| EXERCISE REQUIREMENTS |
Scan the material for the string "UnsupportedTaskType" and copy out every line in which it occurs.

◇ ◇ ◇ ◇ ◇

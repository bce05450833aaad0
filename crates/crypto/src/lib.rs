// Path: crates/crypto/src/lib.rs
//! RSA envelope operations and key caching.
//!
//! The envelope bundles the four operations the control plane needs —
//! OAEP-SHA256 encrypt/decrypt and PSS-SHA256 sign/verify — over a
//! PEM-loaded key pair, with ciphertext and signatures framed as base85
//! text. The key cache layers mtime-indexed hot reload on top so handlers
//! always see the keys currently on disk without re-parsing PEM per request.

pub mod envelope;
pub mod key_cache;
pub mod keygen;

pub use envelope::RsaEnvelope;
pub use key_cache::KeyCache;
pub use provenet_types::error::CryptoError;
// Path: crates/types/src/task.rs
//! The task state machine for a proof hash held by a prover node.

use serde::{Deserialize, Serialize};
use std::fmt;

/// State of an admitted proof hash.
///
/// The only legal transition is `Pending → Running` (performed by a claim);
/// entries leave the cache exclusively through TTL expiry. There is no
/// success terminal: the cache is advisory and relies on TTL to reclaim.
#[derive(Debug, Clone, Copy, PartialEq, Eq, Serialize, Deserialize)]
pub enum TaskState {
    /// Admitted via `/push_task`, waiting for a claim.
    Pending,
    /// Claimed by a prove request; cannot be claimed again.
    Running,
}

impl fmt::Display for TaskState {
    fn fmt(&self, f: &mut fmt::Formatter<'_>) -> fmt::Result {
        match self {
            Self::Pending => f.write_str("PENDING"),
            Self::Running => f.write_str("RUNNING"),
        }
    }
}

◇ ◇ ◇ ◇ ◇

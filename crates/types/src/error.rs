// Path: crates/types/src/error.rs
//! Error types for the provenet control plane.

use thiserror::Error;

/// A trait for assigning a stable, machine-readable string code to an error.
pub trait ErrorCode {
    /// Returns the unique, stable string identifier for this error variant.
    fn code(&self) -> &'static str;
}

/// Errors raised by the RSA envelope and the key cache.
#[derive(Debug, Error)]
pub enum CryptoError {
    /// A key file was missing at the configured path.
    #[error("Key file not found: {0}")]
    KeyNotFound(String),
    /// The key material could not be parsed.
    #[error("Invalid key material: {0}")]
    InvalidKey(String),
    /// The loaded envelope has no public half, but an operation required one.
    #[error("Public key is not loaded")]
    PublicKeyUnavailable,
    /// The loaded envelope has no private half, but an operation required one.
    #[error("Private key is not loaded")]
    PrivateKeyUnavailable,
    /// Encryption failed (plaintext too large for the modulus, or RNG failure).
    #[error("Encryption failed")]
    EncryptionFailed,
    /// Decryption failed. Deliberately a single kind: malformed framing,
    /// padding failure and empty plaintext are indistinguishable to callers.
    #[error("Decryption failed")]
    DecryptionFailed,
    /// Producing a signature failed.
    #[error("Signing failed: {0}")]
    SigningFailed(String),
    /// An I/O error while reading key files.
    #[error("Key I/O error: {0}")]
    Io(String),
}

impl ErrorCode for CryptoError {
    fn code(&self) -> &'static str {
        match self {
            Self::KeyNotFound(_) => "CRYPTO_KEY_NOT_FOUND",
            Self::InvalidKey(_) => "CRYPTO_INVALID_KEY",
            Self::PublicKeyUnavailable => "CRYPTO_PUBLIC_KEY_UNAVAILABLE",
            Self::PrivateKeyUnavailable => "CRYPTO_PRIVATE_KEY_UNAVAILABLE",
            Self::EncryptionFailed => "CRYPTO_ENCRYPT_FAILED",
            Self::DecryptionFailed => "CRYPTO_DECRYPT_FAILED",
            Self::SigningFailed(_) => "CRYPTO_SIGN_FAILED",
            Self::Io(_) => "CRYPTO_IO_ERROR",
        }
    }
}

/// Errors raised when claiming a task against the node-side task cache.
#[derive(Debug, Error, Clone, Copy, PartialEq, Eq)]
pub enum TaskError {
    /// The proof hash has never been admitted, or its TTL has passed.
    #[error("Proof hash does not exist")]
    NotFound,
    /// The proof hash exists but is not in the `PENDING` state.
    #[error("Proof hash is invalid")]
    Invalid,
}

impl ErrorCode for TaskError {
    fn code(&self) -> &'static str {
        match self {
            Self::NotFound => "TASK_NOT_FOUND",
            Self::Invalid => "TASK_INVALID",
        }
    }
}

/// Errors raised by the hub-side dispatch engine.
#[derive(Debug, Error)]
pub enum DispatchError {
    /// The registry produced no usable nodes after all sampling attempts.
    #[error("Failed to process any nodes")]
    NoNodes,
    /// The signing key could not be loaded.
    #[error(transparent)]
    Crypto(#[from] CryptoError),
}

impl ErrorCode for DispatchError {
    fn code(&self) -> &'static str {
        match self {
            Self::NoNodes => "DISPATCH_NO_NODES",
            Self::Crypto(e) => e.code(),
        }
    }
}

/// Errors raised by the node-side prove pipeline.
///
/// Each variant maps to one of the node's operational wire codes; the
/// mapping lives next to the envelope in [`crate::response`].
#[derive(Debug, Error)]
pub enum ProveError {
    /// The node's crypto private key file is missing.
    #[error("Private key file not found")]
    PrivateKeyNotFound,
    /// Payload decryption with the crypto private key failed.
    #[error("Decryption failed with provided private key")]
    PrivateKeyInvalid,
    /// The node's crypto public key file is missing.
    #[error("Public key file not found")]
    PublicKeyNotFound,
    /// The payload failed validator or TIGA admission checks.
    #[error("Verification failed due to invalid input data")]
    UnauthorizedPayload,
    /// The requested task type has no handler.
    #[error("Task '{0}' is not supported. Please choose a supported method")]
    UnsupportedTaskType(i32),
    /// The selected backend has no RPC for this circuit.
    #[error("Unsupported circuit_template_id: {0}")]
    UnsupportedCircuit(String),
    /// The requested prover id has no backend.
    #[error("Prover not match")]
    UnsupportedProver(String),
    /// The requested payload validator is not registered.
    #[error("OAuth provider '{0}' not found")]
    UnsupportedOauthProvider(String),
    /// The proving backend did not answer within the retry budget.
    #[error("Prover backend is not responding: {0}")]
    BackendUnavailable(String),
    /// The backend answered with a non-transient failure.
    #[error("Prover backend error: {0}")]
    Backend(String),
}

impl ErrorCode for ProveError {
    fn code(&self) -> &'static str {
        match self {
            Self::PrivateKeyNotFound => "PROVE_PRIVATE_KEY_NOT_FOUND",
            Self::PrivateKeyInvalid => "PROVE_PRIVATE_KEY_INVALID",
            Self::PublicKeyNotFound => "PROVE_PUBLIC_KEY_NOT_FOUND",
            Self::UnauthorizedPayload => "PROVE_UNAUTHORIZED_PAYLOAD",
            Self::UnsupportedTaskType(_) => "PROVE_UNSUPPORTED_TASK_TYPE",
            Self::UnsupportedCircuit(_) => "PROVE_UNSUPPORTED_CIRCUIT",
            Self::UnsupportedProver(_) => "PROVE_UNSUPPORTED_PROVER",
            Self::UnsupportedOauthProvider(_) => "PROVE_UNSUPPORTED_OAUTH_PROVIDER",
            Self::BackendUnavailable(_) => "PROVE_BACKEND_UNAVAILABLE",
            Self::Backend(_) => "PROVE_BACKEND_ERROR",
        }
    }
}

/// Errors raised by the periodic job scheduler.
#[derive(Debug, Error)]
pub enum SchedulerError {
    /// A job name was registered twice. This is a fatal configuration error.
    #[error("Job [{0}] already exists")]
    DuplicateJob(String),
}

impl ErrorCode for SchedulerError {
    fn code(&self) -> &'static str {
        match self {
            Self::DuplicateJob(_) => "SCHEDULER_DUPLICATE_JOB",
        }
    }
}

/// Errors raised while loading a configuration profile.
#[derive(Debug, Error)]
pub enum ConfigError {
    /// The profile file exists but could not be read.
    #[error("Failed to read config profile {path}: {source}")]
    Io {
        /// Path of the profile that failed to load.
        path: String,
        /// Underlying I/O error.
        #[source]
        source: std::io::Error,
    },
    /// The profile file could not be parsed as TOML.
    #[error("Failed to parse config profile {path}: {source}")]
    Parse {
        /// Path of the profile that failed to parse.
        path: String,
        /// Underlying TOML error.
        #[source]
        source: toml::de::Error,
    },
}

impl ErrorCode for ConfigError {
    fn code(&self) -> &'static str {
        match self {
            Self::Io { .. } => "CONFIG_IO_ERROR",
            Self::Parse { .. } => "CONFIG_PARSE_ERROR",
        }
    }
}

◇ ◇ ◇ ◇ ◇

| SOLUTION |
    UnsupportedTaskType(i32),
            Self::UnsupportedTaskType(_) => "PROVE_UNSUPPORTED_TASK_TYPE",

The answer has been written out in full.